Stored data Block Start
use crate::packet::{
    RouteControlRequest, RouteUpdateRequest, CCP_CONTROL_DESTINATION, CCP_RESPONSE,
    CCP_UPDATE_DESTINATION,
};
use crate::{CcpError, RouteBroadcaster};

use std::convert::TryFrom;
use std::sync::Arc;

use async_trait::async_trait;
use interledger_link::{LinkHandler, LinkId};
use interledger_packet::{ErrorCode, Prepare};
use interledger_service::{AccountId, IlpResult};
use interledger_service_util::{PacketRejector, PacketSwitch};
use tracing::{debug, error, warn};

/// Handler registered on every peer link. Route control and route update
/// messages go to that peer's CCP sender and receiver; everything else goes
/// to the packet switch.
pub struct CcpLinkHandler {
    account_id: AccountId,
    broadcaster: Arc<RouteBroadcaster>,
    packet_switch: PacketSwitch,
    rejector: PacketRejector,
}

impl CcpLinkHandler {
    pub fn new(
        account_id: AccountId,
        broadcaster: Arc<RouteBroadcaster>,
        packet_switch: PacketSwitch,
        rejector: PacketRejector,
    ) -> Self {
        CcpLinkHandler {
            account_id,
            broadcaster,
            packet_switch,
            rejector,
        }
    }

    fn reject(&self, prepare: &Prepare, err: CcpError) -> IlpResult {
        Err(self.rejector.reject(
            &self.account_id,
            prepare,
            ErrorCode::F00_BAD_REQUEST,
            &err.to_string(),
        ))
    }

    fn handle_route_control_request(&self, prepare: Prepare) -> IlpResult {
        let request = match RouteControlRequest::try_from(&prepare) {
            Ok(request) => request,
            Err(err) => return self.reject(&prepare, err.into()),
        };
        match self.broadcaster.ccp_sender(&self.account_id) {
            Some(sender) => {
                sender.handle_route_control_request(&request);
                Ok(CCP_RESPONSE.clone())
            }
            None => {
                warn!(
                    "Got route control request from {}, which we do not send routes to",
                    self.account_id
                );
                self.reject(&prepare, CcpError::NotRouting(self.account_id.clone()))
            }
        }
    }

    fn handle_route_update_request(&self, prepare: Prepare) -> IlpResult {
        let request = match RouteUpdateRequest::try_from(&prepare) {
            Ok(request) => request,
            Err(err) => return self.reject(&prepare, err.into()),
        };
        let receiver = match self.broadcaster.ccp_receiver(&self.account_id) {
            Some(receiver) => receiver,
            None => {
                warn!(
                    "Got route update from {}, which we do not accept routes from",
                    self.account_id
                );
                return self.reject(&prepare, CcpError::NotRouting(self.account_id.clone()));
            }
        };

        match self.broadcaster.handle_route_update_request(&receiver, request) {
            Ok(changed) => {
                debug!(
                    "Route update from {} changed {} prefixes",
                    self.account_id,
                    changed.len()
                );
                Ok(CCP_RESPONSE.clone())
            }
            Err(err @ CcpError::EpochGap { .. }) => {
                debug!("{}; asking {} to resend", err, self.account_id);
                let account_id = self.account_id.clone();
                tokio::spawn(async move {
                    if let Err(err) = receiver.send_route_control_request().await {
                        error!(
                            "Failed to send route control request to {}: {}",
                            account_id, err
                        );
                    }
                });
                self.reject(&prepare, err)
            }
            Err(err) => self.reject(&prepare, err),
        }
    }
}

#[async_trait]
impl LinkHandler for CcpLinkHandler {
    async fn handle_incoming_packet(&self, link_id: &LinkId, prepare: Prepare) -> IlpResult {
        let destination = prepare.destination();
        if destination == &*CCP_CONTROL_DESTINATION {
            debug!("Route control request on link {}", link_id);
            self.handle_route_control_request(prepare)
        } else if destination == &*CCP_UPDATE_DESTINATION {
            debug!("Route update request on link {}", link_id);
            self.handle_route_update_request(prepare)
        } else {
            self.packet_switch.switch_packet(&self.account_id, prepare).await
        }
    }
}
Stored data Block End
All the data is to be copied over exactly as it stands.

use crate::packet::{
    RouteControlRequest, RouteUpdateRequest, CCP_CONTROL_DESTINATION, CCP_RESPONSE,
    CCP_UPDATE_DESTINATION,
};
use crate::{CcpError, RouteBroadcaster};

use std::convert::TryFrom;
use std::sync::Arc;

use async_trait::async_trait;
use interledger_link::{LinkHandler, LinkId};
use interledger_packet::{ErrorCode, Prepare};
use interledger_service::{AccountId, IlpResult};
use interledger_service_util::{PacketRejector, PacketSwitch};
use tracing::{debug, error, warn};

/// Handler registered on every peer link. Route control and route update
/// messages go to that peer's CCP sender and receiver; everything else goes
/// to the packet switch.
pub struct CcpLinkHandler {
    account_id: AccountId,
    broadcaster: Arc<RouteBroadcaster>,
    packet_switch: PacketSwitch,
    rejector: PacketRejector,
}

impl CcpLinkHandler {
    pub fn new(
        account_id: AccountId,
        broadcaster: Arc<RouteBroadcaster>,
        packet_switch: PacketSwitch,
        rejector: PacketRejector,
    ) -> Self {
        CcpLinkHandler {
            account_id,
            broadcaster,
            packet_switch,
            rejector,
        }
    }

    fn reject(&self, prepare: &Prepare, err: CcpError) -> IlpResult {
        Err(self.rejector.reject(
            &self.account_id,
            prepare,
            ErrorCode::F00_BAD_REQUEST,
            &err.to_string(),
        ))
    }

    fn handle_route_control_request(&self, prepare: Prepare) -> IlpResult {
        let request = match RouteControlRequest::try_from(&prepare) {
            Ok(request) => request,
            Err(err) => return self.reject(&prepare, err.into()),
        };
        match self.broadcaster.ccp_sender(&self.account_id) {
            Some(sender) => {
                sender.handle_route_control_request(&request);
                Ok(CCP_RESPONSE.clone())
            }
            None => {
                warn!(
                    "Got route control request from {}, which we do not send routes to",
                    self.account_id
                );
                self.reject(&prepare, CcpError::NotRouting(self.account_id.clone()))
            }
        }
    }

    fn handle_route_update_request(&self, prepare: Prepare) -> IlpResult {
        let request = match RouteUpdateRequest::try_from(&prepare) {
            Ok(request) => request,
            Err(err) => return self.reject(&prepare, err.into()),
        };
        let receiver = match self.broadcaster.ccp_receiver(&self.account_id) {
            Some(receiver) => receiver,
            None => {
                warn!(
                    "Got route update from {}, which we do not accept routes from",
                    self.account_id
                );
                return self.reject(&prepare, CcpError::NotRouting(self.account_id.clone()));
            }
        };

        match self.broadcaster.handle_route_update_request(&receiver, request) {
            Ok(changed) => {
                debug!(
                    "Route update from {} changed {} prefixes",
                    self.account_id,
                    changed.len()
                );
                Ok(CCP_RESPONSE.clone())
            }
            Err(err @ CcpError::EpochGap { .. }) => {
                debug!("{}; asking {} to resend", err, self.account_id);
                let account_id = self.account_id.clone();
                tokio::spawn(async move {
                    if let Err(err) = receiver.send_route_control_request().await {
                        error!(
                            "Failed to send route control request to {}: {}",
                            account_id, err
                        );
                    }
                });
                self.reject(&prepare, err)
            }
            Err(err) => self.reject(&prepare, err),
        }
    }
}

#[async_trait]
impl LinkHandler for CcpLinkHandler {
    async fn handle_incoming_packet(&self, link_id: &LinkId, prepare: Prepare) -> IlpResult {
        let destination = prepare.destination();
        if destination == &*CCP_CONTROL_DESTINATION {
            debug!("Route control request on link {}", link_id);
            self.handle_route_control_request(prepare)
        } else if destination == &*CCP_UPDATE_DESTINATION {
            debug!("Route update request on link {}", link_id);
            self.handle_route_update_request(prepare)
        } else {
            self.packet_switch.switch_packet(&self.account_id, prepare).await
        }
    }
}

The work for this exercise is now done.